David Strauss Looks at History and Future of the "Activist" Supreme Court

For the last fifty years or more, American constitutional law has lent itself to an easy caricature.  If you were a liberal, you thought that liberals wanted to use the courts, justifiably, to protect minorities and other disadvantaged groups:  African Americans, women, gays and lesbians.  If you were a conservative, you thought that liberals were asking the courts to invent rights that did not exist, and were rushing to the courts because they were unable to win elections.
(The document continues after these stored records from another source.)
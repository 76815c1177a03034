//! TrainHub Server: training session validation workflow.
//!
//! Main entry point that wires all crates together and starts the server.

use std::sync::Arc;
use std::time::Duration;

use tokio::sync::watch;
use tracing_subscriber::{EnvFilter, fmt};

use trainhub_api::{AppState, build_app};
use trainhub_core::config::AppConfig;
use trainhub_core::error::AppError;
use trainhub_worker::ProgressionRunner;

#[tokio::main]
async fn main() {
    let config = match load_configuration() {
        Ok(c) => c,
        Err(e) => {
            eprintln!("Failed to load configuration: {e}");
            std::process::exit(1);
        }
    };

    init_logging(&config);

    if let Err(e) = run(config).await {
        tracing::error!(error = %e, "Server error");
        std::process::exit(1);
    }
}

/// Load `{dir}/default.toml`, the `{dir}/{env}.toml` overlay, and
/// `TRAINHUB__*` environment overrides.
fn load_configuration() -> Result<AppConfig, AppError> {
    let dir = std::env::var("TRAINHUB_CONFIG_DIR").unwrap_or_else(|_| "config".to_string());
    let env = std::env::var("TRAINHUB_ENV").unwrap_or_else(|_| "development".to_string());
    AppConfig::load(&dir, &env)
}

/// Initialize tracing/logging
fn init_logging(config: &AppConfig) {
    let filter =
        EnvFilter::try_from_default_env().unwrap_or_else(|_| EnvFilter::new(&config.logging.level));

    match config.logging.format.as_str() {
        "json" => {
            fmt()
                .json()
                .with_env_filter(filter)
                .with_target(true)
                .with_thread_ids(true)
                .init();
        }
        _ => {
            fmt().pretty().with_env_filter(filter).with_target(true).init();
        }
    }
}

/// Main server run function
async fn run(config: AppConfig) -> Result<(), AppError> {
    tracing::info!("Starting TrainHub v{}", env!("CARGO_PKG_VERSION"));

    // ── Step 1: Stores ───────────────────────────────────────────
    let stores = trainhub_database::store::open(&config.database).await?;

    // ── Step 2: Services and router ──────────────────────────────
    let bind_address = config.server.bind_address();
    let shutdown_grace = Duration::from_secs(config.server.shutdown_grace_seconds);
    let worker_config = config.worker.clone();
    let state = AppState::new(config, stores);

    // ── Step 3: Progression worker ───────────────────────────────
    let (shutdown_tx, shutdown_rx) = watch::channel(false);
    let worker_handle = if worker_config.enabled {
        let runner = ProgressionRunner::new(Arc::clone(&state.schedule_service), worker_config);
        Some(tokio::spawn(async move { runner.run(shutdown_rx).await }))
    } else {
        tracing::info!("Progression worker disabled");
        None
    };

    // ── Step 4: HTTP server ──────────────────────────────────────
    let app = build_app(state);
    let listener = tokio::net::TcpListener::bind(&bind_address)
        .await
        .map_err(|e| AppError::internal(format!("Failed to bind {bind_address}: {e}")))?;
    tracing::info!(address = %bind_address, "HTTP server listening");

    let served = axum::serve(listener, app)
        .with_graceful_shutdown(shutdown_signal())
        .await
        .map_err(|e| AppError::internal(format!("Server failed: {e}")));

    // ── Step 5: Drain the worker ─────────────────────────────────
    let _ = shutdown_tx.send(true);
    if let Some(handle) = worker_handle {
        if tokio::time::timeout(shutdown_grace, handle).await.is_err() {
            tracing::warn!("Progression worker did not stop within the grace period");
        }
    }

    tracing::info!("TrainHub stopped");
    served
}

/// Resolves on Ctrl+C or SIGTERM.
async fn shutdown_signal() {
    let ctrl_c = async {
        if let Err(e) = tokio::signal::ctrl_c().await {
            tracing::error!(error = %e, "Failed to listen for Ctrl+C");
        }
    };

    #[cfg(unix)]
    let terminate = async {
        match tokio::signal::unix::signal(tokio::signal::unix::SignalKind::terminate()) {
            Ok(mut signal) => {
                signal.recv().await;
            }
            Err(e) => {
                tracing::error!(error = %e, "Failed to listen for SIGTERM");
                std::future::pending::<()>().await;
            }
        }
    };

    #[cfg(not(unix))]
    let terminate = std::future::pending::<()>();

    tokio::select! {
        _ = ctrl_c => {},
        _ = terminate => {},
    }

    tracing::info!("Shutdown signal received");
}
//! Axum middleware stack.

pub mod compression;
pub mod cors;
pub mod logging;
pub mod rbac;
But things were not always like that.  In the first decades of the twentieth century, the roles were reversed:  liberals accused conservatives of inventing non-existent constitutional rights because they did not like decisions made by the duly elected branches of government.  Now, after the hearings on Elena Kagan’s nomination to the Supreme Court, there is lots of evidence that the easy caricature of the last fifty years is off base and that we have returned to something more like the dynamics of the early twentieth century.  The conservatives are looking to the courts for salvation; the liberals are preaching “judicial restraint.”
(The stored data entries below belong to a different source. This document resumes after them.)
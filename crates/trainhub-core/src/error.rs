//! Unified application error types for TrainHub.
//!
//! All crates map their internal errors into [`AppError`] for consistent
//! propagation through the ? operator.

use std::fmt;
use thiserror::Error;

/// Top-level error kind categorization used across the entire application.
#[derive(Debug, Clone, Copy, PartialEq, Eq, Hash, serde::Serialize, serde::Deserialize)]
pub enum ErrorKind {
    /// The requested resource was not found.
    NotFound,
    /// Authentication failed (missing, invalid or expired token).
    Authentication,
    /// The caller does not have permission to perform the action.
    Authorization,
    /// Input validation failed.
    Validation,
    /// The requested workflow transition is not legal from the current state.
    InvalidTransition,
    /// A conflict occurred (concurrent modification, stale version).
    Conflict,
    /// An internal server error occurred.
    Internal,
    /// A database error occurred.
    Database,
    /// A configuration error occurred.
    Configuration,
    /// A serialization/deserialization error occurred.
    Serialization,
}

impl fmt::Display for ErrorKind {
    fn fmt(&self, f: &mut fmt::Formatter<'_>) -> fmt::Result {
        match self {
            Self::NotFound => write!(f, "NOT_FOUND"),
            Self::Authentication => write!(f, "AUTHENTICATION"),
            Self::Authorization => write!(f, "AUTHORIZATION"),
            Self::Validation => write!(f, "VALIDATION"),
            Self::InvalidTransition => write!(f, "INVALID_TRANSITION"),
            Self::Conflict => write!(f, "CONFLICT"),
            Self::Internal => write!(f, "INTERNAL"),
            Self::Database => write!(f, "DATABASE"),
            Self::Configuration => write!(f, "CONFIGURATION"),
            Self::Serialization => write!(f, "SERIALIZATION"),
        }
    }
}

/// The unified application error used throughout TrainHub.
///
/// All crate-specific errors are mapped into `AppError` using `From` impls
/// or explicit `.map_err()` calls. This provides a single error type for
/// the entire application boundary.
#[derive(Debug, Error)]
#[error("{kind}: {message}")]
pub struct AppError {
    /// The category of error.
    pub kind: ErrorKind,
    /// A human-readable error message.
    pub message: String,
    /// Optional underlying cause.
    #[source]
    pub source: Option<Box<dyn std::error::Error + Send + Sync>>,
}

impl AppError {
    /// Create a new application error.
    pub fn new(kind: ErrorKind, message: impl Into<String>) -> Self {
        Self {
            kind,
            message: message.into(),
            source: None,
        }
    }

    /// Create a new application error with an underlying cause.
    pub fn with_source(
        kind: ErrorKind,
        message: impl Into<String>,
        source: impl std::error::Error + Send + Sync + 'static,
    ) -> Self {
        Self {
            kind,
            message: message.into(),
            source: Some(Box::new(source)),
        }
    }

    /// Create a not-found error.
    pub fn not_found(message: impl Into<String>) -> Self {
        Self::new(ErrorKind::NotFound, message)
    }

    /// Create an authentication error.
    pub fn authentication(message: impl Into<String>) -> Self {
        Self::new(ErrorKind::Authentication, message)
    }

    /// Create an authorization error.
    pub fn authorization(message: impl Into<String>) -> Self {
        Self::new(ErrorKind::Authorization, message)
    }

    /// Create a validation error.
    pub fn validation(message: impl Into<String>) -> Self {
        Self::new(ErrorKind::Validation, message)
    }

    /// Create an invalid-transition error.
    pub fn invalid_transition(message: impl Into<String>) -> Self {
        Self::new(ErrorKind::InvalidTransition, message)
    }

    /// Create a conflict error.
    pub fn conflict(message: impl Into<String>) -> Self {
        Self::new(ErrorKind::Conflict, message)
    }

    /// Create an internal error.
    pub fn internal(message: impl Into<String>) -> Self {
        Self::new(ErrorKind::Internal, message)
    }

    /// Create a database error.
    pub fn database(message: impl Into<String>) -> Self {
        Self::new(ErrorKind::Database, message)
    }

    /// Create a configuration error.
    pub fn configuration(message: impl Into<String>) -> Self {
        Self::new(ErrorKind::Configuration, message)
    }

    /// Whether this error was caused by the caller rather than the server.
    pub fn is_client_error(&self) -> bool {
        matches!(
            self.kind,
            ErrorKind::NotFound
                | ErrorKind::Authentication
                | ErrorKind::Authorization
                | ErrorKind::Validation
                | ErrorKind::InvalidTransition
                | ErrorKind::Conflict
        )
    }
}

impl Clone for AppError {
    fn clone(&self) -> Self {
        Self {
            kind: self.kind,
            message: self.message.clone(),
            source: None,
        }
    }
}

impl From<serde_json::Error> for AppError {
    fn from(err: serde_json::Error) -> Self {
        Self::with_source(
            ErrorKind::Serialization,
            format!("JSON serialization error: {err}"),
            err,
        )
    }
}

impl From<config::ConfigError> for AppError {
    fn from(err: config::ConfigError) -> Self {
        Self::with_source(
            ErrorKind::Configuration,
            format!("Configuration error: {err}"),
            err,
        )
    }
}

#[cfg(feature = "sqlx")]
impl From<sqlx::Error> for AppError {
    fn from(err: sqlx::Error) -> Self {
        Self::with_source(ErrorKind::Database, format!("Database error: {err}"), err)
    }
}

#[cfg(test)]
mod tests {
    use super::*;

    #[test]
    fn test_display_includes_kind() {
        let err = AppError::invalid_transition("session is cancelled");
        assert_eq!(err.to_string(), "INVALID_TRANSITION: session is cancelled");
    }

    #[test]
    fn test_clone_drops_source() {
        let io = std::io::Error::other("boom");
        let err = AppError::with_source(ErrorKind::Database, "write failed", io);
        assert!(err.source.is_some());
        let cloned = err.clone();
        assert_eq!(cloned.kind, ErrorKind::Database);
        assert!(cloned.source.is_none());
    }

    #[test]
    fn test_client_error_classification() {
        assert!(AppError::conflict("stale").is_client_error());
        assert!(AppError::authorization("no").is_client_error());
        assert!(!AppError::database("down").is_client_error());
        assert!(!AppError::internal("bug").is_client_error());
    }
}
From the late nineteenth century to the mid-1930s, the U.S. Supreme Court declared unconstitutional a variety of social welfare and regulatory laws that Congress and the states had adopted to deal with the increasing industrialization and urbanization of American society.  The best-known case of the era was Lochner v. New York, decided in 1905, in which the Court declared unconstitutional a New York law that limited the number of hours that employees could work in a bakery. A majority of the Court said that that law infringed on the “liberty of contract” guaranteed by the Constitution.  The Court also struck down child labor laws, minimum wage laws, business licensing laws, and other similar regulations.